Bruxelles, 02/05/2001 (Agence Europe) - A l'occasion de la publication de son rapport annuel (année 2000), la Banque centrale européenne (BCE) a affiché, ce mercredi, sa confiance quant aux perspectives de croissance de la zone euro. Son vice-président, Christian Noyer, qui présentait le rapport à la commission des affaires économiques et monétaires du Parlement européen, s'est dit "optimiste sur la stabilité des prix dans la zone euro pour les années à venir". Il n'a donné aucun signe d'assouplissement de la politique monétaire, rappelant au passage le rôle de gardien de l'institution, qui est de "garantir la durabilité d'une croissance non-inflationniste". Wim Duisenberg, le président de la BCE, écrit dans le rapport qu'il existe "de bonnes raisons de faire preuve d'un optimisme réaliste sur les perspectives de croissance de la zone euro".

"L'année 2000 a été celle d'une croissance solide. Le taux de croissance économique, aux alentours de 3,5%, était le plus haut enregistré dans la zone euro depuis une décennie et a été accompagné d'une forte création d'emplois", a déclaré M. Noyer. En même temps, l'inflation a augmenté pour atteindre une moyenne de 2,4% durant la même année, principalement en raison d'un accroissement des prix à l'importation et de la crise pétrolière. Dans la mesure où la tendance inflationniste est restée, ces trois derniers mois, "largement supérieure à la normale", M. Noyer a insisté sur la nécessité de "ne pas s'engager dans la spirale de l'inflation". Il a reconnu que le ralentissement de la croissance mondial aurait des effets sur l'économie européenne, en provoquant, notamment un affaiblissement de la confiance des consommateurs. La BCE considère néanmoins, au vu des prévisions du Fonds monétaire international et de l'OCDE, que la croissance réelle sera plus élevée que la tendance potentielle 2001-2002. Pour M. Noyer, la politique de modération salariale doit se poursuivre pour que l'inflation passe sous le seuil des 2% que la BCE a fixé comme repère pour une éventuelle baisse de ses taux d'intérêt.

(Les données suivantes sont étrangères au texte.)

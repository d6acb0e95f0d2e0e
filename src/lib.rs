//! SAML 2.0 Web SSO protocol core: message model, transport bindings, the
//! signature/encryption pipeline, and response validation.
//!
//! This crate knows how to parse, sign, verify, encrypt and decrypt SAML2
//! Web SSO messages and how to carry them over the three standard
//! bindings. It does not know how to store configuration, serve HTTP, or
//! manage a certificate store — those are host concerns, expressed as
//! traits in [`host`].

pub mod artifact_resolver;
pub mod binding;
pub mod crypto;
pub mod error;
pub mod host;
pub mod id;
pub mod model;
pub mod namespace;
pub mod pending;
pub mod replay;
pub mod validator;
pub mod xml;

pub use error::{BindingError, Saml2ResponseFailedValidation, ValidationErrorKind, XmlError};
pub use id::Saml2Id;
pub use namespace::{Saml2BindingType, Saml2StatusCode};
pub use validator::{AudienceMode, Saml2Validator, ValidatedAssertion};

Il a invité les partenaires sociaux à garder en ligne de mire, au cours des négociations, le chiffre de 2% et non celui de l'inflation actuelle qui est de 2,6%. Le rapport encourage à continuer le processus de réformes structurelles et à mener une politique de consolidation budgétaire afin de renforcer le potentiel de croissance de l'économie. A cet égard, M. Noyer a insisté pour que "les mesures de réduction fiscale soient appuyées par des restrictions au niveau des finances publiques". S'agissant du passage à la monnaie unique, il a précisé que les lignes directrices de la BCE ont été adoptées par les banques centrales. Il a ajouté que la production des billets serait augmentée de 10%. Il prévoit que la mise en circulation des pièces et billets en 2002 renforcera la confiance des consommateurs et des milieux d'affaires".

Sur le plan des comptes annuels, pour l'année 2000, la BCE a réalisé un profit de 1990 millions d'euros. Elle emploie 1000 personnes provenant des 15 Etats membres et envisage une augmentation de 7% du personnel.

La plupart des questions des parlementaires ont porté sur l'opportunité, pour la BCE, de baisser les taux directeurs. La présidente de la commission des affaires économiques et monétaires, Christa Randzio-Plath, a demandé à M. Noyer de réagir aux pressions récentes qu'a subies la BCE, notamment en provenance des Etats-Unis. Ce dernier a souligné que les Etats-Unis et l'Europe connaissent une situation différente sur plusieurs points: 1) l'économie américaine connaît un ralentissement considérable, tandis que la confiance des consommateurs européens reste à un bon niveau; 2) la stratégie de la BCE est orientée à moyen terme vers une croissance non-inflationniste durable et vise à éviter toute fluctuation brusque. "Il était prévu que la croissance américaine diminue, la question est de savoir si l'atterrissage se fera en douceur. L'objectif des Etats-Unis est d'éviter la récession, alors que le potentiel de l'économie européenne reste bon."